_Problem requirements:_ Sort through the listing below and keep each line with the word "StatusLine". Copy those.

[[ Data, beginning ]]

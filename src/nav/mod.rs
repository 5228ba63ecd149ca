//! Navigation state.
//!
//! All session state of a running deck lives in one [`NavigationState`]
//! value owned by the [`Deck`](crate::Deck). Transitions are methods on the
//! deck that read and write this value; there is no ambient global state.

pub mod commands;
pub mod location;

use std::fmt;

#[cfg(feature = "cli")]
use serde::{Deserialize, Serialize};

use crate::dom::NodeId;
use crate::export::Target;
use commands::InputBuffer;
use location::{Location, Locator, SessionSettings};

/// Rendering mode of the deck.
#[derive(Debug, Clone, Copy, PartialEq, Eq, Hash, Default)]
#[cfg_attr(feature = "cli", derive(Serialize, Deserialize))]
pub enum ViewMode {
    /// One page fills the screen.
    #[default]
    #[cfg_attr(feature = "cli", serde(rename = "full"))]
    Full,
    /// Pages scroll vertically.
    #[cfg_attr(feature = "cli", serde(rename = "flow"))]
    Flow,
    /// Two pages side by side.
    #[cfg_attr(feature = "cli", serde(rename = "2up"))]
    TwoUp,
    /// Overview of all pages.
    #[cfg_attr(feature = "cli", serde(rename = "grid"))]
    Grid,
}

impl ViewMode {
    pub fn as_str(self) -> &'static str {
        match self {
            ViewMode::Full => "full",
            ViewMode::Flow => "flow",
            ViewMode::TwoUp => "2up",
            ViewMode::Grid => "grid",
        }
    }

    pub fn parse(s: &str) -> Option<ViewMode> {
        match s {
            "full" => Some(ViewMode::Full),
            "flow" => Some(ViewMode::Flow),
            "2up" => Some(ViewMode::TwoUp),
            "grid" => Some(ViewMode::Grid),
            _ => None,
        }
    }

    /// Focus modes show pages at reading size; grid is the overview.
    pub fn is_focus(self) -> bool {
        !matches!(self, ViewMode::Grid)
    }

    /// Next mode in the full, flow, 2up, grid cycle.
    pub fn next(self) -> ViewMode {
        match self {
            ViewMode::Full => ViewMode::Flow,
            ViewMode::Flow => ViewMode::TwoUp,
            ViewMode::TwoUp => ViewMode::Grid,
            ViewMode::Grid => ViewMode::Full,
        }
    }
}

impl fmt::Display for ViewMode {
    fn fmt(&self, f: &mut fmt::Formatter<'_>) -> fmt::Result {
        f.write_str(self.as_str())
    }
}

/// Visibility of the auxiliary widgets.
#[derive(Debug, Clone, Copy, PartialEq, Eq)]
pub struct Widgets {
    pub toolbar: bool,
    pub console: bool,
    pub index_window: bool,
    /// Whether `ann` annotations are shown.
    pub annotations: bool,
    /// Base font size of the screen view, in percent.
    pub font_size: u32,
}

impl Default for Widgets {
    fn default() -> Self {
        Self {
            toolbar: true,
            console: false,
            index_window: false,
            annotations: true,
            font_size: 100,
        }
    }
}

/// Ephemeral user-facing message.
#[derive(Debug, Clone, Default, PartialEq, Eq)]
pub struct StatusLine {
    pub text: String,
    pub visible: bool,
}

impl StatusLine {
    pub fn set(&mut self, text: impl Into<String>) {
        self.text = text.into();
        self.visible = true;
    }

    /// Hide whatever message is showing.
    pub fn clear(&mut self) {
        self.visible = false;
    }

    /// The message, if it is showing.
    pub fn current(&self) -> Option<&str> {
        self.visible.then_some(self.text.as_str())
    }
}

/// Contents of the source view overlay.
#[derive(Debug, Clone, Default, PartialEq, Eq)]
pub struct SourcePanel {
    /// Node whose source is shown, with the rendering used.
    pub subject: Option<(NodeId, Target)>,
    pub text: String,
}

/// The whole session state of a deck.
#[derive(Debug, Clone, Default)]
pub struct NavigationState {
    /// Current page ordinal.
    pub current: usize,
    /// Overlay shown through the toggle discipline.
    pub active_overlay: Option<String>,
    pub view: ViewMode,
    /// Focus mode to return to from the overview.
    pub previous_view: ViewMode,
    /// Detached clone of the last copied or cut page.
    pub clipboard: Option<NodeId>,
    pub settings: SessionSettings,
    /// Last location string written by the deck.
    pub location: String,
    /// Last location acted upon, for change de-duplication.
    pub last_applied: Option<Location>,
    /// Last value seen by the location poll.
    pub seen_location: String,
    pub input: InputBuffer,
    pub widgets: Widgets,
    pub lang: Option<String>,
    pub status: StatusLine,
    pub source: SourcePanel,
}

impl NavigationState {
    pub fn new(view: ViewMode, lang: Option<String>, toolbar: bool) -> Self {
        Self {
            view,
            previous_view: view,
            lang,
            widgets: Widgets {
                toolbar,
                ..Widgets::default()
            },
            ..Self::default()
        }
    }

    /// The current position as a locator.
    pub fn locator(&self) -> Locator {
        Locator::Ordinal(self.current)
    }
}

[[ Data, end ]]
[[ Data, beginning ]]

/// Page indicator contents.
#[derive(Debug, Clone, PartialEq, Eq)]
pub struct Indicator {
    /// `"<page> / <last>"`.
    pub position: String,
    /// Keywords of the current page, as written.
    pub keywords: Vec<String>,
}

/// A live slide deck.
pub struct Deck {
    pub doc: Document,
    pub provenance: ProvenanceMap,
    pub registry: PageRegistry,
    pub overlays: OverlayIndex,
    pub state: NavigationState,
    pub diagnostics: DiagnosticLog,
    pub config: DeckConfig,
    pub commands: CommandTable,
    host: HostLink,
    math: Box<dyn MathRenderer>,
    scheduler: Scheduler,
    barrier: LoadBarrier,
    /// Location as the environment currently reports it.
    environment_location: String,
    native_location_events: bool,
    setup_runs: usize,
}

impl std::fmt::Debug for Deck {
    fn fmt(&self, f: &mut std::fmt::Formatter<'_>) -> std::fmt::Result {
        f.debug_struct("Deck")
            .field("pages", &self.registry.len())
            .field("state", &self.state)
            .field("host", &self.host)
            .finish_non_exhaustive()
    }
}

[[ Data, end ]]
[[ Data, beginning ]]

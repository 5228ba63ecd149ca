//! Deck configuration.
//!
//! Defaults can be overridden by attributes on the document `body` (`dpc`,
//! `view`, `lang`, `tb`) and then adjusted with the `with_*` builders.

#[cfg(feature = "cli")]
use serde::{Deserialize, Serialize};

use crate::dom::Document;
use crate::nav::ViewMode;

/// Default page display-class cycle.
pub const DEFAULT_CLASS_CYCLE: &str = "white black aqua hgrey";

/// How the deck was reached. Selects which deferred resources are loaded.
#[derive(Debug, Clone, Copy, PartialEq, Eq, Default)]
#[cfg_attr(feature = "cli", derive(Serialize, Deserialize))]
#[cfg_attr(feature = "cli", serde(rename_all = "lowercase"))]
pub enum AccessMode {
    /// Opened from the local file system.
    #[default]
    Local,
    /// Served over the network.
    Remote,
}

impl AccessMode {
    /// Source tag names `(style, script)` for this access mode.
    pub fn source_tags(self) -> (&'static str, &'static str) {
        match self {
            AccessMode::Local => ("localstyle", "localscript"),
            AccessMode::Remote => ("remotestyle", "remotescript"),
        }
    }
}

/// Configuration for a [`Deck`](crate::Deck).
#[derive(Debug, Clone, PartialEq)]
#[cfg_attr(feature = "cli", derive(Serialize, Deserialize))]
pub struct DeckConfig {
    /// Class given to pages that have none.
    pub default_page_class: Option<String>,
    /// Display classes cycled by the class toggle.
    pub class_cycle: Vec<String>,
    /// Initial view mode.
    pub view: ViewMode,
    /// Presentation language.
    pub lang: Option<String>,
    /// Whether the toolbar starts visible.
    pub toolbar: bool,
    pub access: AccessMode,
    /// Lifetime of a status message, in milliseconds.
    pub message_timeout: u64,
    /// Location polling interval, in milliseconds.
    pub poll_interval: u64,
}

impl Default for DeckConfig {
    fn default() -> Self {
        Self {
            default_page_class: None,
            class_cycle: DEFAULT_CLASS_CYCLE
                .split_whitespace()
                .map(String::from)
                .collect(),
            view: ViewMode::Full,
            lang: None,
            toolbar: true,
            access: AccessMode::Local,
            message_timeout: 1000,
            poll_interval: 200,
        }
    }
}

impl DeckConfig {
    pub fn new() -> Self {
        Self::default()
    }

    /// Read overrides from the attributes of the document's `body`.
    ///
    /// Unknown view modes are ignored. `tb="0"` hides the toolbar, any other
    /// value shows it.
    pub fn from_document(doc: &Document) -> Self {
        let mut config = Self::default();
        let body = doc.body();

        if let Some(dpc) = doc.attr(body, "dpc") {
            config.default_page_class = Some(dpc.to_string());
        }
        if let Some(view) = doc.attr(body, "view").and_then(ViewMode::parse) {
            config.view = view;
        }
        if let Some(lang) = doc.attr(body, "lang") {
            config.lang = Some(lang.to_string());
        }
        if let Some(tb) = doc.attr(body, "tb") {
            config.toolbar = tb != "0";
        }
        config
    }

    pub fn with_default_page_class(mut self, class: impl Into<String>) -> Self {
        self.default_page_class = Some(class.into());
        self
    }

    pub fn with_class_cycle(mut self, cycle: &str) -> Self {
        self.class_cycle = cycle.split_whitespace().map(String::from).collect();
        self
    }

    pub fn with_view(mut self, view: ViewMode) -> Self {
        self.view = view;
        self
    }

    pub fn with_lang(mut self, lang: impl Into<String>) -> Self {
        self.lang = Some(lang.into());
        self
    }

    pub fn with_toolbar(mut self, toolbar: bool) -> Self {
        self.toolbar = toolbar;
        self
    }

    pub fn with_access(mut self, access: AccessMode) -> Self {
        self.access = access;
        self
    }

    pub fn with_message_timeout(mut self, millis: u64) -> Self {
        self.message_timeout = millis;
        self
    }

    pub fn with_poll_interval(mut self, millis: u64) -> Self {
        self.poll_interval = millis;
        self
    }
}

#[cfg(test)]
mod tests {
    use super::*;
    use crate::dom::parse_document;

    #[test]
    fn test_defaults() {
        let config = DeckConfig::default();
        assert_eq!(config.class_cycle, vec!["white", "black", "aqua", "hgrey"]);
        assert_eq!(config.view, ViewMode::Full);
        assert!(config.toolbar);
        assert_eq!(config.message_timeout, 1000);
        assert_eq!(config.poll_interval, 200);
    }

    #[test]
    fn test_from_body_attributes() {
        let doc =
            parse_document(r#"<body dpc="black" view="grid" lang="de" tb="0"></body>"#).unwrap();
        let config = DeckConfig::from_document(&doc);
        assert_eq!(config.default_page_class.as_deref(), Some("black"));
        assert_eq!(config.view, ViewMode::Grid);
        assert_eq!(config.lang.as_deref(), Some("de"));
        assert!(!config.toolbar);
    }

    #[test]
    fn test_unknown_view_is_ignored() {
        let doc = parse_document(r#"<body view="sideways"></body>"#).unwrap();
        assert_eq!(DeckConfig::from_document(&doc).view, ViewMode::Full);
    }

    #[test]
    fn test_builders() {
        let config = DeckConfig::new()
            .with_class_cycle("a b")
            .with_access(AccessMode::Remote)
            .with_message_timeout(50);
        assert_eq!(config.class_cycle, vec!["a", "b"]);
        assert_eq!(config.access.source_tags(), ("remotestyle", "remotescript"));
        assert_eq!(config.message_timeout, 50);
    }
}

[[ Data, end ]]

_Output for this exercise:_
pub struct StatusLine {
impl StatusLine {
    pub status: StatusLine,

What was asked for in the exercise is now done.